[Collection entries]
⁂
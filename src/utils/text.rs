//! Text processing utilities.

/// First `max_chars` characters of `text`, with an ellipsis when cut.
pub fn preview(text: &str, max_chars: usize) -> String {
    let head: String = text.chars().take(max_chars).collect();
    if text.chars().count() > max_chars {
        format!("{}...", head)
    } else {
        head
    }
}

/// Check if content has any non-whitespace text.
pub fn has_meaningful_content(content: &str) -> bool {
    content.chars().any(|c| !c.is_whitespace())
}

#[cfg(test)]
mod tests {
    use super::*;

    #[test]
    fn test_preview() {
        assert_eq!(preview("short", 10), "short");
        assert_eq!(preview("abcdef", 3), "abc...");
        assert_eq!(preview("ééé", 2), "éé...");
    }

    #[test]
    fn test_has_meaningful_content() {
        assert!(!has_meaningful_content(""));
        assert!(!has_meaningful_content("   \n\n\t  "));
        assert!(has_meaningful_content(" a "));
    }
}
impl MarkdownFormatter {
    fn answer(result: &QueryResult) -> Result<String, std::fmt::Error> {
        let mut output = String::new();
        writeln!(output, "## {}\n", result.question)?;
        writeln!(output, "{}\n", result.answer.trim_end())?;

        if !result.sources.is_empty() {
            writeln!(output, "### Sources\n")?;
            for (i, source) in result.sources.iter().enumerate() {
                writeln!(output, "{}. `{}`", i + 1, source)?;
            }
            writeln!(output)?;
        }

        if !result.hits.is_empty() {
            writeln!(output, "<details><summary>Retrieved passages</summary>\n")?;
            for hit in &result.hits {
                writeln!(
                    output,
                    "- **{:.3}** `{}` #{}: {}",
                    hit.score,
                    hit.source,
                    hit.position,
                    preview(&hit.content, 160).replace('\n', " ")
                )?;
            }
            writeln!(output, "\n</details>")?;
        }
        Ok(output)
    }

    fn index_report(report: &IndexReport) -> Result<String, std::fmt::Error> {
        let mut output = String::new();
        writeln!(output, "## Indexing Complete\n")?;
        writeln!(output, "| Metric | Value |")?;
        writeln!(output, "|--------|-------|")?;
        writeln!(output, "| Documents indexed | {} |", report.documents)?;
        writeln!(output, "| Chunks created | {} |", report.chunks)?;
        writeln!(output, "| Files skipped | {} |", report.skipped.len())?;
        writeln!(output, "| Unsupported files | {} |", report.unsupported_files)?;
        writeln!(output, "| Embedding model | `{}` |", report.embedding_model)?;
        writeln!(output, "| Duration | {}ms |", report.duration_ms)?;

        if !report.skipped.is_empty() {
            writeln!(output, "\n### Skipped files\n")?;
            for skipped in &report.skipped {
                writeln!(output, "- `{}`: {}", skipped.path.display(), skipped.reason)?;
            }
        }
        Ok(output)
    }

    fn file_list(files: &FileList) -> Result<String, std::fmt::Error> {
        let mut output = String::new();
        writeln!(output, "## Dry run\n")?;
        writeln!(
            output,
            "Would index {} files from `{}`:\n",
            files.files.len(),
            files.documents_path.display()
        )?;
        for file in &files.files {
            writeln!(output, "- `{}`", file.display())?;
        }
        Ok(output)
    }

    fn info(info: &InfoReport) -> Result<String, std::fmt::Error> {
        let mut output = String::new();
        writeln!(output, "## RAG One\n")?;
        writeln!(output, "- **Documents path:** `{}`", info.documents_path.display())?;
        writeln!(output, "- **Ollama URL:** `{}`", info.generation_url)?;
        writeln!(output, "- **Ollama model:** {}", info.generation_model)?;
        writeln!(
            output,
            "- **Embeddings:** {} ({})",
            info.embedding_model, info.embedding_backend
        )?;
        writeln!(output, "- **Top-K:** {}\n", info.top_k)?;

        match &info.index {
            Some(stats) => {
                writeln!(output, "### Vector index ✅\n")?;
                writeln!(output, "- **Chunks:** {}", stats.entries)?;
                writeln!(output, "- **Documents:** {}", stats.documents)?;
                writeln!(output, "- **Model:** {}", stats.embedding_model)?;
                writeln!(output, "- **Built:** {}", stats.built_at.to_rfc3339())?;
            }
            None => {
                writeln!(output, "### Vector index ❌\n")?;
                writeln!(
                    output,
                    "{}",
                    info.index_error
                        .as_deref()
                        .unwrap_or("Run `rag-one index` to create it.")
                )?;
            }
        }

        if let Some(ref service) = info.service {
            let status = if service.reachable { "✅" } else { "❌" };
            writeln!(output, "\n### Ollama service {}", status)?;
        }
        Ok(output)
    }
}

impl Formatter for MarkdownFormatter {
    fn format_answer(&self, result: &QueryResult) -> String {
        Self::answer(result).unwrap_or_default()
    }

    fn format_index_report(&self, report: &IndexReport) -> String {
        Self::index_report(report).unwrap_or_default()
    }

    fn format_file_list(&self, files: &FileList) -> String {
        Self::file_list(files).unwrap_or_default()
    }

    fn format_info(&self, info: &InfoReport) -> String {
        Self::info(info).unwrap_or_default()
    }

    fn format_message(&self, message: &str) -> String {
        format!("> {}\n", message)
    }

    fn format_error(&self, error: &str) -> String {
        format!("> ⚠️ **Error:** {}\n", error)
    }
}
⁂
Task
The records above should be reproduced in full, exactly as they read.

Task output
filename src/utils/text.rs
//! Text processing utilities.

/// First `max_chars` characters of `text`, with an ellipsis when cut.
pub fn preview(text: &str, max_chars: usize) -> String {
    let head: String = text.chars().take(max_chars).collect();
    if text.chars().count() > max_chars {
        format!("{}...", head)
    } else {
        head
    }
}

/// Check if content has any non-whitespace text.
pub fn has_meaningful_content(content: &str) -> bool {
    content.chars().any(|c| !c.is_whitespace())
}

#[cfg(test)]
mod tests {
    use super::*;

    #[test]
    fn test_preview() {
        assert_eq!(preview("short", 10), "short");
        assert_eq!(preview("abcdef", 3), "abc...");
        assert_eq!(preview("ééé", 2), "éé...");
    }

    #[test]
    fn test_has_meaningful_content() {
        assert!(!has_meaningful_content(""));
        assert!(!has_meaningful_content("   \n\n\t  "));
        assert!(has_meaningful_content(" a "));
    }
}
impl MarkdownFormatter {
    fn answer(result: &QueryResult) -> Result<String, std::fmt::Error> {
        let mut output = String::new();
        writeln!(output, "## {}\n", result.question)?;
        writeln!(output, "{}\n", result.answer.trim_end())?;

        if !result.sources.is_empty() {
            writeln!(output, "### Sources\n")?;
            for (i, source) in result.sources.iter().enumerate() {
                writeln!(output, "{}. `{}`", i + 1, source)?;
            }
            writeln!(output)?;
        }

        if !result.hits.is_empty() {
            writeln!(output, "<details><summary>Retrieved passages</summary>\n")?;
            for hit in &result.hits {
                writeln!(
                    output,
                    "- **{:.3}** `{}` #{}: {}",
                    hit.score,
                    hit.source,
                    hit.position,
                    preview(&hit.content, 160).replace('\n', " ")
                )?;
            }
            writeln!(output, "\n</details>")?;
        }
        Ok(output)
    }

    fn index_report(report: &IndexReport) -> Result<String, std::fmt::Error> {
        let mut output = String::new();
        writeln!(output, "## Indexing Complete\n")?;
        writeln!(output, "| Metric | Value |")?;
        writeln!(output, "|--------|-------|")?;
        writeln!(output, "| Documents indexed | {} |", report.documents)?;
        writeln!(output, "| Chunks created | {} |", report.chunks)?;
        writeln!(output, "| Files skipped | {} |", report.skipped.len())?;
        writeln!(output, "| Unsupported files | {} |", report.unsupported_files)?;
        writeln!(output, "| Embedding model | `{}` |", report.embedding_model)?;
        writeln!(output, "| Duration | {}ms |", report.duration_ms)?;

        if !report.skipped.is_empty() {
            writeln!(output, "\n### Skipped files\n")?;
            for skipped in &report.skipped {
                writeln!(output, "- `{}`: {}", skipped.path.display(), skipped.reason)?;
            }
        }
        Ok(output)
    }

    fn file_list(files: &FileList) -> Result<String, std::fmt::Error> {
        let mut output = String::new();
        writeln!(output, "## Dry run\n")?;
        writeln!(
            output,
            "Would index {} files from `{}`:\n",
            files.files.len(),
            files.documents_path.display()
        )?;
        for file in &files.files {
            writeln!(output, "- `{}`", file.display())?;
        }
        Ok(output)
    }

    fn info(info: &InfoReport) -> Result<String, std::fmt::Error> {
        let mut output = String::new();
        writeln!(output, "## RAG One\n")?;
        writeln!(output, "- **Documents path:** `{}`", info.documents_path.display())?;
        writeln!(output, "- **Ollama URL:** `{}`", info.generation_url)?;
        writeln!(output, "- **Ollama model:** {}", info.generation_model)?;
        writeln!(
            output,
            "- **Embeddings:** {} ({})",
            info.embedding_model, info.embedding_backend
        )?;
        writeln!(output, "- **Top-K:** {}\n", info.top_k)?;

        match &info.index {
            Some(stats) => {
                writeln!(output, "### Vector index ✅\n")?;
                writeln!(output, "- **Chunks:** {}", stats.entries)?;
                writeln!(output, "- **Documents:** {}", stats.documents)?;
                writeln!(output, "- **Model:** {}", stats.embedding_model)?;
                writeln!(output, "- **Built:** {}", stats.built_at.to_rfc3339())?;
            }
            None => {
                writeln!(output, "### Vector index ❌\n")?;
                writeln!(
                    output,
                    "{}",
                    info.index_error
                        .as_deref()
                        .unwrap_or("Run `rag-one index` to create it.")
                )?;
            }
        }

        if let Some(ref service) = info.service {
            let status = if service.reachable { "✅" } else { "❌" };
            writeln!(output, "\n### Ollama service {}", status)?;
        }
        Ok(output)
    }
}

impl Formatter for MarkdownFormatter {
    fn format_answer(&self, result: &QueryResult) -> String {
        Self::answer(result).unwrap_or_default()
    }

    fn format_index_report(&self, report: &IndexReport) -> String {
        Self::index_report(report).unwrap_or_default()
    }

    fn format_file_list(&self, files: &FileList) -> String {
        Self::file_list(files).unwrap_or_default()
    }

    fn format_info(&self, info: &InfoReport) -> String {
        Self::info(info).unwrap_or_default()
    }

    fn format_message(&self, message: &str) -> String {
        format!("> {}\n", message)
    }

    fn format_error(&self, error: &str) -> String {
        format!("> ⚠️ **Error:** {}\n", error)
    }
}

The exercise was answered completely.